Antworten - Kommentar von Erhard Langegger (29.03. 2011 08:11 Uhr):
Guten Morgen! Ja so wird es kommen, auch bei uns. Wir sind nicht besser dran. Freundliche Grüße aus Österreich Erhard Langegger
Antworten - Kommentar von Hans Dieter Franke Dr (29.03. 2011 08:11 Uhr):
Die FEd die FED die FED.... mit dem "Gelddrucken" ( ganz falsch es wird nicht das gesetzliche Zahlungsmittel also Bargeld gedruckt!) hat die BoJ begonnen. Und seit es klar ist, dass Deutschland den grossartigen gedanken Europa gezielt zerstört und damit Wirtschaftskrisen der schwächeren Mitglieder der Währungsgeminschaft verschuldet, "druckt" auch die ECB "Geld". Wie wild. Was soll das "die FED die FED die FED" . Vernebelungstaktik?
Antworten - Kommentar von zeitenwende (29.03. 2011 13:04 Uhr):
die Fed war nicht Schuld ... an den Revolutionen in Nordafrika?

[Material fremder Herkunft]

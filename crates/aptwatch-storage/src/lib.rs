//! Snapshot persistence + HTTP fetch utilities for aptwatch.

use std::io::ErrorKind;
use std::path::{Path, PathBuf};
use std::sync::Mutex as StdMutex;
use std::time::{Duration, Instant};

use anyhow::Context;
use aptwatch_core::{Listing, ListingError};
use async_trait::async_trait;
use chrono::{Local, NaiveDateTime};
use reqwest::header::{HeaderMap, HeaderName, HeaderValue};
use reqwest::StatusCode;
use serde::Serialize;
use sha2::{Digest, Sha256};
use thiserror::Error;
use tokio::fs;
use tokio::io::AsyncWriteExt;
use tokio::sync::Mutex;
use tracing::{debug, info, info_span, warn, Instrument};
use uuid::Uuid;

pub const CRATE_NAME: &str = "aptwatch-storage";

const SNAPSHOT_PREFIX: &str = "cache_";
const SNAPSHOT_SUFFIX: &str = ".json";
const LOCK_FILE_NAME: &str = ".aptwatch.lock";
/// `YYYY_MM_DD_HH`
const SNAPSHOT_STAMP_LEN: usize = 13;

#[derive(Debug, Error)]
pub enum SnapshotError {
    #[error("reading snapshot {path}: {source}")]
    Read {
        path: PathBuf,
        #[source]
        source: std::io::Error,
    },
    #[error("parsing snapshot {path}: {source}")]
    Parse {
        path: PathBuf,
        #[source]
        source: serde_json::Error,
    },
    #[error("encoding snapshot: {0}")]
    Encode(#[from] serde_json::Error),
    #[error("refusing to save listing #{index}: {source}")]
    InvalidListing {
        index: usize,
        #[source]
        source: ListingError,
    },
    #[error("writing snapshot {path}: {source}")]
    Write {
        path: PathBuf,
        #[source]
        source: std::io::Error,
    },
    #[error("snapshot store is locked by another run ({path}); remove it if no scan is running")]
    Locked { path: PathBuf },
    #[error("{0}")]
    Message(String),
}

#[derive(Debug, Clone, PartialEq, Eq)]
pub struct SavedSnapshot {
    pub location: String,
    pub listings: usize,
    pub content_hash: String,
}

/// Single-writer lease held for one load-merge-save cycle.
#[derive(Debug)]
pub struct SnapshotLease {
    lock_path: Option<PathBuf>,
}

impl SnapshotLease {
    pub fn unlocked() -> Self {
        Self { lock_path: None }
    }
}

impl Drop for SnapshotLease {
    fn drop(&mut self) {
        if let Some(path) = self.lock_path.take() {
            if let Err(err) = std::fs::remove_file(&path) {
                warn!(path = %path.display(), error = %err, "failed to release snapshot lock");
            }
        }
    }
}

/// Prior-state boundary of the merge engine: the single most recent
/// snapshot in, a full replacement snapshot out.
#[async_trait]
pub trait SnapshotStore: Send + Sync {
    /// Most recent snapshot, or empty when nothing has been persisted yet.
    /// An unreadable latest snapshot is an error, never an empty result.
    async fn load_latest(&self) -> Result<Vec<Listing>, SnapshotError>;

    async fn save(&self, listings: &[Listing]) -> Result<SavedSnapshot, SnapshotError>;

    async fn acquire(&self) -> Result<SnapshotLease, SnapshotError>;

    fn describe(&self) -> String;
}

pub fn sha256_hex(bytes: &[u8]) -> String {
    let mut hasher = Sha256::new();
    hasher.update(bytes);
    hex::encode(hasher.finalize())
}

/// Pretty JSON array with 4-space indentation. Listings that could not be
/// loaded back are rejected up front.
pub fn encode_snapshot(listings: &[Listing]) -> Result<Vec<u8>, SnapshotError> {
    for (index, listing) in listings.iter().enumerate() {
        listing
            .validate()
            .map_err(|source| SnapshotError::InvalidListing { index, source })?;
    }
    let mut buf = Vec::new();
    let formatter = serde_json::ser::PrettyFormatter::with_indent(b"    ");
    let mut ser = serde_json::Serializer::with_formatter(&mut buf, formatter);
    listings.serialize(&mut ser)?;
    Ok(buf)
}

/// Directory of hour-stamped `cache_YYYY_MM_DD_HH.json` files.
#[derive(Debug, Clone)]
pub struct FileSnapshotStore {
    root: PathBuf,
}

impl FileSnapshotStore {
    pub fn new(root: impl Into<PathBuf>) -> Self {
        Self { root: root.into() }
    }

    pub fn root(&self) -> &Path {
        &self.root
    }

    pub fn file_name_for(stamp: NaiveDateTime) -> String {
        format!(
            "{SNAPSHOT_PREFIX}{}{SNAPSHOT_SUFFIX}",
            stamp.format("%Y_%m_%d_%H")
        )
    }

    /// Hour stamp encoded in a `cache_YYYY_MM_DD_HH.json` name, if it has one.
    pub fn snapshot_stamp(name: &str) -> Option<NaiveDateTime> {
        let stamp = name
            .strip_prefix(SNAPSHOT_PREFIX)?
            .strip_suffix(SNAPSHOT_SUFFIX)?;
        if stamp.len() != SNAPSHOT_STAMP_LEN {
            return None;
        }
        NaiveDateTime::parse_from_str(&format!("{stamp}_00"), "%Y_%m_%d_%H_%M").ok()
    }

    pub fn is_snapshot_file_name(name: &str) -> bool {
        Self::snapshot_stamp(name).is_some()
    }

    /// Snapshot file names in ascending order; the last one is the latest.
    pub async fn snapshot_files(&self) -> Result<Vec<String>, SnapshotError> {
        let mut entries = match fs::read_dir(&self.root).await {
            Ok(entries) => entries,
            Err(err) if err.kind() == ErrorKind::NotFound => return Ok(Vec::new()),
            Err(source) => {
                return Err(SnapshotError::Read {
                    path: self.root.clone(),
                    source,
                })
            }
        };

        let mut names = Vec::new();
        loop {
            let entry = entries.next_entry().await.map_err(|source| SnapshotError::Read {
                path: self.root.clone(),
                source,
            })?;
            let Some(entry) = entry else { break };
            let name = entry.file_name().to_string_lossy().to_string();
            if Self::is_snapshot_file_name(&name) {
                names.push(name);
            } else if name.starts_with(SNAPSHOT_PREFIX) {
                warn!(file = %name, "ignoring file that is not an hour-stamped snapshot");
            }
        }
        names.sort();
        Ok(names)
    }

    pub async fn latest_path(&self) -> Result<Option<PathBuf>, SnapshotError> {
        Ok(self
            .snapshot_files()
            .await?
            .pop()
            .map(|name| self.root.join(name)))
    }

    pub async fn read_snapshot(&self, path: &Path) -> Result<Vec<Listing>, SnapshotError> {
        let bytes = fs::read(path).await.map_err(|source| SnapshotError::Read {
            path: path.to_path_buf(),
            source,
        })?;
        serde_json::from_slice(&bytes).map_err(|source| SnapshotError::Parse {
            path: path.to_path_buf(),
            source,
        })
    }

    /// Writes via temp file + rename; a second save in the same hour
    /// replaces that hour's file.
    pub async fn save_at(
        &self,
        listings: &[Listing],
        stamp: NaiveDateTime,
    ) -> Result<SavedSnapshot, SnapshotError> {
        fs::create_dir_all(&self.root)
            .await
            .map_err(|source| SnapshotError::Write {
                path: self.root.clone(),
                source,
            })?;

        let bytes = encode_snapshot(listings)?;
        let path = self.root.join(Self::file_name_for(stamp));
        let temp_path = self.root.join(format!(".{}.{}.tmp", Uuid::new_v4(), bytes.len()));
        let write_err = |source: std::io::Error| SnapshotError::Write {
            path: temp_path.clone(),
            source,
        };

        let mut file = fs::OpenOptions::new()
            .create_new(true)
            .write(true)
            .open(&temp_path)
            .await
            .map_err(write_err)?;
        file.write_all(&bytes).await.map_err(write_err)?;
        file.flush().await.map_err(write_err)?;
        file.sync_all().await.map_err(write_err)?;
        drop(file);

        if let Err(source) = fs::rename(&temp_path, &path).await {
            let _ = fs::remove_file(&temp_path).await;
            return Err(SnapshotError::Write { path, source });
        }

        info!(path = %path.display(), listings = listings.len(), "saved snapshot");
        Ok(SavedSnapshot {
            location: path.display().to_string(),
            listings: listings.len(),
            content_hash: sha256_hex(&bytes),
        })
    }

    fn lock_path(&self) -> PathBuf {
        self.root.join(LOCK_FILE_NAME)
    }
}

Wer setzt denn ohne Ende "Geld" in Umlauf, das durch nichts gedeckt ist? "Geld", das sich seine Anlagemöglichkeit sucht und damit die Preise realer Güter in die Höhe treibt. Die Unruhen in Nordafrika haben begonnen wegen steigender Lebensmittelpreise. Wenn die Despoten das Problem gewesen wären - da wären 40 Jahre Zeit gewesen; warum erst jetzt?